This article covers a Bloomreach Experience Manager version 11. There's an updated version available that covers our most recent release.

Scalability

Hippo is designed to scale and provides an architecture that can handle your evolving traffic requirements now and in the future.

Horizontal Scalability

At system architecture level Hippo scales out very well. Each of its 3 tiers can be scaled individually. The web tier can run a load-balancer with multiple web servers serving as reverse proxies. In the application tier any number of application servers can be clustered, and since authoring and delivery applications are separated, these can be individually clustered as well. The database tier can consist of a single database server, a cluster of database servers, or master/slave setup.

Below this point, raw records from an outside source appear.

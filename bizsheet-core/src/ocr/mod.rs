//! Region recognition: cropping a rendered page into regions of interest and
//! running a recognizer over them on a background thread
//!
//! ```text
//! [caller] --regions--> [recognition thread] --OcrEvent::Field...--> [caller]
//!                                            --OcrEvent::Finished--> [caller]
//! ```
//!
//! The recognizer is a long-lived capability passed in by the caller. The
//! first failing region aborts the batch.

pub mod capture;
pub mod cleanup;

use crossbeam_channel::{Receiver, unbounded};
use image::{GrayImage, Luma, imageops};
use imageproc::filter::gaussian_blur_f32;
use serde::{Deserialize, Serialize};
use std::sync::Arc;
use std::thread::{self, JoinHandle};

pub use capture::{CaptureState, FieldCapture};

/// Text reported for a field without a region
pub const NOT_SET: &str = "[지정 안됨]";

/// Rectangle on the page, in pixels
#[derive(Debug, Clone, Copy, PartialEq, Eq, Serialize, Deserialize)]
pub struct Roi {
    pub x: u32,
    pub y: u32,
    pub width: u32,
    pub height: u32,
}

impl Roi {
    pub fn new(x: u32, y: u32, width: u32, height: u32) -> Self {
        Self {
            x,
            y,
            width,
            height,
        }
    }

    /// Rectangle spanned by two corners in any order
    pub fn from_corners(a: (u32, u32), b: (u32, u32)) -> Self {
        let (x0, x1) = (a.0.min(b.0), a.0.max(b.0));
        let (y0, y1) = (a.1.min(b.1), a.1.max(b.1));
        Self::new(x0, y0, x1 - x0, y1 - y0)
    }
}

/// A rendered page, 8-bit grayscale
pub type PageImage = GrayImage;

/// Cropped region handed to the recognizer
pub type RegionImage = GrayImage;

/// Smoothing applied before thresholding; a 3×3 Gaussian kernel
const BLUR_SIGMA: f32 = 0.8;
/// Gaussian weighting of the 11×11 neighbourhood used as local threshold
const THRESHOLD_SIGMA: f32 = 2.0;
/// Offset subtracted from the local threshold
const THRESHOLD_OFFSET: i16 = 2;

/// Crop `page` to `roi`, clamped to the page; `None` if nothing is left
pub fn crop(page: &PageImage, roi: &Roi) -> Option<RegionImage> {
    let region = imageops::crop_imm(page, roi.x, roi.y, roi.width, roi.height).to_image();
    (region.width() > 0 && region.height() > 0).then_some(region)
}

/// Blur, then binarize against the Gaussian-weighted local mean: a pixel
/// turns white when it is brighter than its neighbourhood minus the offset
pub fn binarize(region: &RegionImage) -> RegionImage {
    let smoothed = gaussian_blur_f32(region, BLUR_SIGMA);
    let local = gaussian_blur_f32(&smoothed, THRESHOLD_SIGMA);
    GrayImage::from_fn(region.width(), region.height(), |x, y| {
        let value = i16::from(smoothed.get_pixel(x, y)[0]);
        let threshold = i16::from(local.get_pixel(x, y)[0]) - THRESHOLD_OFFSET;
        Luma([if value > threshold { 255 } else { 0 }])
    })
}

/// A text recognizer for one region
pub trait Recognizer: Send + Sync {
    fn recognize(&self, image: &RegionImage) -> anyhow::Result<String>;
}

/// Progress of a recognition batch
#[derive(Debug, Clone, PartialEq)]
pub enum OcrEvent {
    /// Text recognized for one field
    Field { key: String, text: String },
    /// The batch ended; `Ok` carries the number of recognized regions
    Finished(Result<usize, String>),
}

/// A field to recognize and its region, if one was drawn
#[derive(Debug, Clone, PartialEq)]
pub struct RegionRequest {
    pub key: String,
    pub roi: Option<Roi>,
}

fn recognize_all(
    recognizer: &dyn Recognizer,
    page: &PageImage,
    regions: &[RegionRequest],
    mut emit: impl FnMut(OcrEvent),
) -> Result<usize, String> {
    let mut recognized = 0;
    for request in regions {
        let Some(roi) = request.roi else {
            emit(OcrEvent::Field {
                key: request.key.clone(),
                text: NOT_SET.to_string(),
            });
            continue;
        };
        let text = match crop(page, &roi) {
            Some(region) => recognizer
                .recognize(&binarize(&region))
                .map_err(|e| format!("{}: {:#}", request.key, e))?,
            None => String::new(),
        };
        emit(OcrEvent::Field {
            key: request.key.clone(),
            text: text.trim().to_string(),
        });
        recognized += 1;
    }
    Ok(recognized)
}

/// Recognize every region on a background thread.
///
/// Field events arrive in request order, followed by exactly one `Finished`.
pub fn spawn_recognition(
    recognizer: Arc<dyn Recognizer>,
    page: Arc<PageImage>,
    regions: Vec<RegionRequest>,
) -> (JoinHandle<()>, Receiver<OcrEvent>) {
    let (tx, rx) = unbounded();
    let handle = thread::spawn(move || {
        let outcome = recognize_all(recognizer.as_ref(), &page, &regions, |event| {
            // a dropped receiver only means nobody is listening any more
            let _ = tx.send(event);
        });
        match &outcome {
            Ok(count) => tracing::info!(regions = count, "recognition finished"),
            Err(message) => tracing::warn!(%message, "recognition aborted"),
        }
        let _ = tx.send(OcrEvent::Finished(outcome));
    });
    (handle, rx)
}

#[cfg(test)]
mod tests {
    use super::*;

    /// Reports the region size, fails on regions wider than 8 pixels
    struct SizeRecognizer;

    impl Recognizer for SizeRecognizer {
        fn recognize(&self, image: &RegionImage) -> anyhow::Result<String> {
            if image.width() > 8 {
                anyhow::bail!("region too wide");
            }
            Ok(format!(" {}x{} ", image.width(), image.height()))
        }
    }

    fn page() -> Arc<PageImage> {
        Arc::new(GrayImage::from_fn(10, 6, |x, y| Luma([((y * 10 + x) * 4) as u8])))
    }

    fn request(key: &str, roi: Option<Roi>) -> RegionRequest {
        RegionRequest {
            key: key.to_string(),
            roi,
        }
    }

    #[test]
    fn test_crop_clamps_to_page() {
        let page = page();
        let region = crop(&page, &Roi::new(8, 4, 5, 5)).unwrap();
        assert_eq!(region.dimensions(), (2, 2));
        assert_eq!(region.get_pixel(0, 0), page.get_pixel(8, 4));
        assert_eq!(region.get_pixel(1, 1), page.get_pixel(9, 5));
        assert!(region.get_pixel_checked(2, 0).is_none());
        assert!(crop(&page, &Roi::new(10, 0, 3, 3)).is_none());
        assert_eq!(Roi::from_corners((5, 1), (2, 4)), Roi::new(2, 1, 3, 3));
    }

    #[test]
    fn test_binarize_separates_ink_from_paper() {
        let mut image = GrayImage::from_pixel(15, 15, Luma([250]));
        for x in 6..9 {
            for y in 6..9 {
                image.put_pixel(x, y, Luma([10]));
            }
        }
        let binary = binarize(&image);
        assert_eq!(binary.dimensions(), (15, 15));
        assert_eq!(binary.get_pixel(7, 7)[0], 0);
        assert_eq!(binary.get_pixel(0, 0)[0], 255);
        assert!(binary.pixels().all(|p| p[0] == 0 || p[0] == 255));
    }

    #[test]
    fn test_events_in_order_then_finished() {
        let (handle, rx) = spawn_recognition(
            Arc::new(SizeRecognizer),
            page(),
            vec![
                request("business_no", Some(Roi::new(0, 0, 4, 2))),
                request("region", None),
            ],
        );
        handle.join().unwrap();
        let events: Vec<OcrEvent> = rx.iter().collect();
        assert_eq!(
            events,
            vec![
                OcrEvent::Field {
                    key: "business_no".into(),
                    text: "4x2".into()
                },
                OcrEvent::Field {
                    key: "region".into(),
                    text: NOT_SET.into()
                },
                OcrEvent::Finished(Ok(1)),
            ]
        );
    }

    #[test]
    fn test_first_failure_aborts() {
        let (handle, rx) = spawn_recognition(
            Arc::new(SizeRecognizer),
            page(),
            vec![
                request("wide", Some(Roi::new(0, 0, 10, 2))),
                request("never", Some(Roi::new(0, 0, 2, 2))),
            ],
        );
        handle.join().unwrap();
        let events: Vec<OcrEvent> = rx.iter().collect();
        assert_eq!(events.len(), 1);
        assert_eq!(
            events[0],
            OcrEvent::Finished(Err("wide: region too wide".into()))
        );
    }

    #[test]
    fn test_failure_mid_batch_stops_field_events() {
        let (handle, rx) = spawn_recognition(
            Arc::new(SizeRecognizer),
            page(),
            vec![
                request("business_no", Some(Roi::new(0, 0, 3, 3))),
                request("debt_ratio", Some(Roi::new(0, 0, 10, 3))),
                request("current_ratio", Some(Roi::new(0, 0, 2, 2))),
                request("region", None),
            ],
        );
        handle.join().unwrap();
        let events: Vec<OcrEvent> = rx.iter().collect();
        assert_eq!(
            events,
            vec![
                OcrEvent::Field {
                    key: "business_no".into(),
                    text: "3x3".into()
                },
                OcrEvent::Finished(Err("debt_ratio: region too wide".into())),
            ]
        );
    }
}
//! Rating validity: rating cells are recoloured from the expiry date they carry

use chrono::NaiveDate;

use super::{FillTarget, Sweep, SweepCell};
use crate::rating::parse_expiry;
use crate::reader::CellValue;

pub struct RatingValiditySweep {
    today: NaiveDate,
}

impl RatingValiditySweep {
    pub fn new(today: NaiveDate) -> Self {
        Self { today }
    }
}

impl Sweep for RatingValiditySweep {
    fn id(&self) -> &str {
        "ratings"
    }

    fn name(&self) -> &str {
        "Credit rating validity"
    }

    fn rating_rows(&self) -> bool {
        true
    }

    fn target(&self, cell: &SweepCell<'_>) -> Option<FillTarget> {
        if cell.is_stale_paint() {
            return Some(FillTarget::Clear);
        }
        let CellValue::Text(text) = cell.value else {
            return None;
        };
        let expiry = parse_expiry(text)?;
        if expiry < self.today {
            Some(FillTarget::Blue)
        } else {
            Some(FillTarget::Green)
        }
    }
}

A Hippo application cluster is managed through a journal table in the database which allows individual nodes to keep their content repositories in sync, and newly added nodes to ‘catch up’ automatically. This allows a fast response to quickly evolving traffic requirements simply by adding or removing nodes.

The load-balancer needs to be able to handle sticky sessions for the authoring application. The delivery tier normally does not have this requirement if best practices are followed, although this is up to the implementation.

Vertical Scalability

At application level Hippo’s delivery tier scales up very well too. Through efficient use of available hardware resources and smart caching strategies the number of concurrent requests that can be handled scales linearly with increased CPU speed and number of CPU cores. Especially in a virtualized environment this provides an additional way to respond quickly to changing traffic requirements.